== Assignment ==
Using the entries below, copy out all lines where "EmailAddress" is found.

Saved entries:
* * * * * * *

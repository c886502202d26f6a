//! RFC 5322 header block parsing: unfolding, encoded-words (RFC 2047), dates.

use chrono::{DateTime, Utc};
use mail_parser::MessageParser;
use tracing::warn;

use crate::model::address::EmailAddress;
use crate::model::message::HeaderField;

/// Header block split into the raw field list plus the typed fields the pipeline needs.
#[derive(Debug, Clone, Default)]
pub struct ParsedHeaders {
    /// Every field, unfolded, in original order and case.
    pub fields: Vec<HeaderField>,
    /// Decoded `Subject:`.
    pub subject: String,
    /// First `From:` mailbox.
    pub sender: EmailAddress,
    /// `To:` mailboxes.
    pub recipients: Vec<EmailAddress>,
    /// Parsed `Date:`.
    pub date: Option<DateTime<Utc>>,
}

/// Parse a raw header block (everything before the first blank line).
pub fn parse_header_block(raw_headers: &[u8]) -> ParsedHeaders {
    let text = decode_header_bytes(raw_headers);
    let fields = unfold_headers(&text);

    let first = |name: &str| {
        fields
            .iter()
            .find(|f| f.is(name))
            .map(|f| f.value.as_str())
            .unwrap_or_default()
    };

    let subject = decode_encoded_words(first("subject"));
    let sender = EmailAddress::parse(&decode_encoded_words(first("from")));
    let recipients = EmailAddress::parse_list(&decode_encoded_words(first("to")));
    let date = parse_date(first("date"));

    ParsedHeaders {
        subject,
        sender,
        recipients,
        date,
        fields,
    }
}

/// Decode raw header bytes to a string.
///
/// Tries UTF-8 first, then Windows-1252 (which accepts every byte).
fn decode_header_bytes(bytes: &[u8]) -> String {
    let bytes = bytes.strip_prefix(&[0xEF, 0xBB, 0xBF]).unwrap_or(bytes);
    match std::str::from_utf8(bytes) {
        Ok(s) => s.to_string(),
        Err(_) => {
            let (decoded, _, _) = encoding_rs::WINDOWS_1252.decode(bytes);
            decoded.into_owned()
        }
    }
}

/// Join continuation lines (leading space or tab) onto the previous field.
///
/// Names keep their original case so the fields can be re-emitted verbatim.
/// Lines that are neither a field nor a continuation are dropped.
pub fn unfold_headers(text: &str) -> Vec<HeaderField> {
    let mut fields: Vec<HeaderField> = Vec::new();

    for line in text.lines() {
        if line.starts_with(' ') || line.starts_with('\t') {
            if let Some(last) = fields.last_mut() {
                last.value.push(' ');
                last.value.push_str(line.trim());
            }
            continue;
        }
        if let Some((name, value)) = line.split_once(':') {
            let name = name.trim();
            if !name.is_empty() && !name.contains(' ') {
                fields.push(HeaderField::new(name, value.trim()));
            }
        }
    }

    fields
}

/// Decode RFC 2047 encoded-words, e.g. `=?UTF-8?B?SG9sYQ==?=` → `Hola`.
///
/// Values without encoded-words are returned unchanged; undecodable input is
/// returned as-is.
pub fn decode_encoded_words(input: &str) -> String {
    if !input.contains("=?") {
        return input.to_string();
    }
    // mail-parser handles every charset and both B/Q encodings; wrap the value
    // in a one-header message so it can be reused for a bare value.
    let wrapped = format!("Subject: {input}\r\n\r\n");
    MessageParser::default()
        .parse(wrapped.as_bytes())
        .and_then(|msg| msg.subject().map(str::to_string))
        .unwrap_or_else(|| input.to_string())
}

/// Parse an email date in RFC 2822, RFC 3339, or anything mail-parser accepts.
pub fn parse_date(date_str: &str) -> Option<DateTime<Utc>> {
    let trimmed = date_str.trim();
    if trimmed.is_empty() {
        return None;
    }

    if let Ok(dt) = DateTime::parse_from_rfc2822(trimmed) {
        return Some(dt.with_timezone(&Utc));
    }
    if let Ok(dt) = DateTime::parse_from_rfc3339(trimmed) {
        return Some(dt.with_timezone(&Utc));
    }

    let wrapped = format!("Date: {trimmed}\r\n\r\n");
    let parsed = MessageParser::default()
        .parse(wrapped.as_bytes())
        .and_then(|msg| msg.date().map(|d| d.to_rfc3339()))
        .and_then(|rfc3339| DateTime::parse_from_rfc3339(&rfc3339).ok())
        .map(|d| d.with_timezone(&Utc));

    if parsed.is_none() {
        warn!(date = trimmed, "Could not parse date");
    }
    parsed
}
#[cfg(test)]
mod tests {
    use super::*;
    use std::collections::HashMap;

    fn env(pairs: &[(&str, &str)]) -> impl Fn(&str) -> Option<String> {
        let map: HashMap<String, String> = pairs
            .iter()
            .map(|(k, v)| (k.to_string(), v.to_string()))
            .collect();
        move |k| map.get(k).cloned()
    }

    #[test]
    fn test_default_config() {
        let cfg = Config::default();
        assert_eq!(cfg.invoice.merged_filename, "merged_invoice.pdf");
        assert_eq!(cfg.invoice.min_merge_count, 2);
        assert_eq!(cfg.relay.port, 587);
        assert_eq!(cfg.relay.tls, TlsMode::Starttls);
        assert_eq!(cfg.source.kind, SourceKind::Spool);
        assert!(cfg.simulation_dir().ends_with("email_relay_simulation"));
    }

    #[test]
    fn test_partial_config_uses_defaults() {
        let partial = r#"
[invoice]
match_string = "INV"

[relay]
host = "smtp.example.test"
tls = "wrapper"
port = 465
"#;
        let cfg: Config = toml::from_str(partial).expect("parse partial");
        assert_eq!(cfg.invoice.match_string.as_deref(), Some("INV"));
        assert_eq!(cfg.invoice.merged_filename, "merged_invoice.pdf");
        assert_eq!(cfg.relay.tls, TlsMode::Wrapper);
        assert_eq!(cfg.relay.timeout_secs, 30);
    }

    #[test]
    fn test_env_overrides() {
        let mut cfg = Config::default();
        cfg.apply_env(env(&[
            ("INVOICE_STRING", "Rechnung"),
            ("DEBUG_EMAIL_RELAY", "TRUE"),
            ("RELAY_EMAIL_HOST", "smtp.relay.test"),
            ("RELAY_EMAIL_PORT", "2525"),
            ("RELAY_TO_EMAIL", "ap@corp.test, books@corp.test"),
        ]));
        assert_eq!(cfg.invoice.match_string.as_deref(), Some("Rechnung"));
        assert!(cfg.general.debug);
        assert_eq!(cfg.log_level(), "debug");
        assert_eq!(cfg.relay.host.as_deref(), Some("smtp.relay.test"));
        assert_eq!(cfg.relay.port, 2525);
        assert_eq!(cfg.relay.forward_to, vec!["ap@corp.test", "books@corp.test"]);
    }

    #[test]
    fn test_invalid_port_is_ignored() {
        let mut cfg = Config::default();
        cfg.apply_env(env(&[("RELAY_EMAIL_PORT", "smtp")]));
        assert_eq!(cfg.relay.port, 587);
    }

    #[test]
    fn test_validate_relay_needs_host() {
        let cfg = Config::default();
        assert!(cfg.validate(DispatchMode::Simulate).is_ok());
        let err = cfg.validate(DispatchMode::Relay).unwrap_err();
        assert!(err.is_fatal());
        assert_eq!(err.kind(), "config_error");
    }

    #[test]
    fn test_validate_rejects_bad_addresses_and_counts() {
        let mut cfg = Config::default();
        cfg.relay.host = Some("smtp.relay.test".into());
        cfg.relay.forward_to = vec!["not-an-address".into()];
        assert!(cfg.validate(DispatchMode::Relay).is_err());

        let mut cfg = Config::default();
        cfg.invoice.min_merge_count = 1;
        assert!(cfg.validate(DispatchMode::Simulate).is_err());

        let mut cfg = Config::default();
        cfg.invoice.merged_filename = "../escape.pdf".into();
        assert!(cfg.validate(DispatchMode::Simulate).is_err());
    }

    #[test]
    fn test_validate_merged_filename_must_be_writable() {
        let mut cfg = Config::default();
        for bad in ["..", ".", "", "  ", "a:b.pdf"] {
            cfg.invoice.merged_filename = bad.into();
            assert!(cfg.validate(DispatchMode::Simulate).is_err(), "{bad:?}");
        }
        cfg.invoice.merged_filename = "Rechnungen März.pdf".into();
        assert!(cfg.validate(DispatchMode::Simulate).is_ok());
    }

    #[test]
    fn test_validate_credentials_pairing() {
        let mut cfg = Config::default();
        cfg.relay.host = Some("smtp.relay.test".into());
        cfg.relay.username = Some("relay".into());
        assert!(cfg.validate(DispatchMode::Relay).is_err());
        cfg.relay.password = Some("secret".into());
        assert!(cfg.validate(DispatchMode::Relay).is_ok());
    }

    #[test]
    fn test_load_missing_explicit_file_is_fatal() {
        let err = load_config(Some(Path::new("/nonexistent/invoice-relay.toml"))).unwrap_err();
        assert!(err.is_fatal());
    }

    #[test]
    fn test_load_unparseable_file_is_fatal() {
        let dir = tempfile::tempdir().unwrap();
        let path = dir.path().join("config.toml");
        std::fs::write(&path, "[relay\nport = ").unwrap();
        assert!(matches!(load_config(Some(&path)), Err(RelayError::Config(_))));
    }

    #[test]
    fn test_password_not_serialized_or_debugged() {
        let mut cfg = Config::default();
        cfg.relay.password = Some("hunter2".into());
        let toml_str = toml::to_string_pretty(&cfg).expect("serialize");
        assert!(!toml_str.contains("hunter2"));
        assert!(!format!("{:?}", cfg.relay).contains("hunter2"));
    }

    #[test]
    fn test_expand_tilde() {
        let plain = Path::new("/var/spool/inbox");
        assert_eq!(expand_tilde(plain), plain);
        if let Some(home) = dirs::home_dir() {
            assert_eq!(expand_tilde(Path::new("~/Mail")), home.join("Mail"));
        }
    }
}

* * * * * * *

== Answer area ==
use crate::model::address::EmailAddress;
    pub sender: EmailAddress,
    pub recipients: Vec<EmailAddress>,
    let sender = EmailAddress::parse(&decode_encoded_words(first("from")));
    let recipients = EmailAddress::parse_list(&decode_encoded_words(first("to")));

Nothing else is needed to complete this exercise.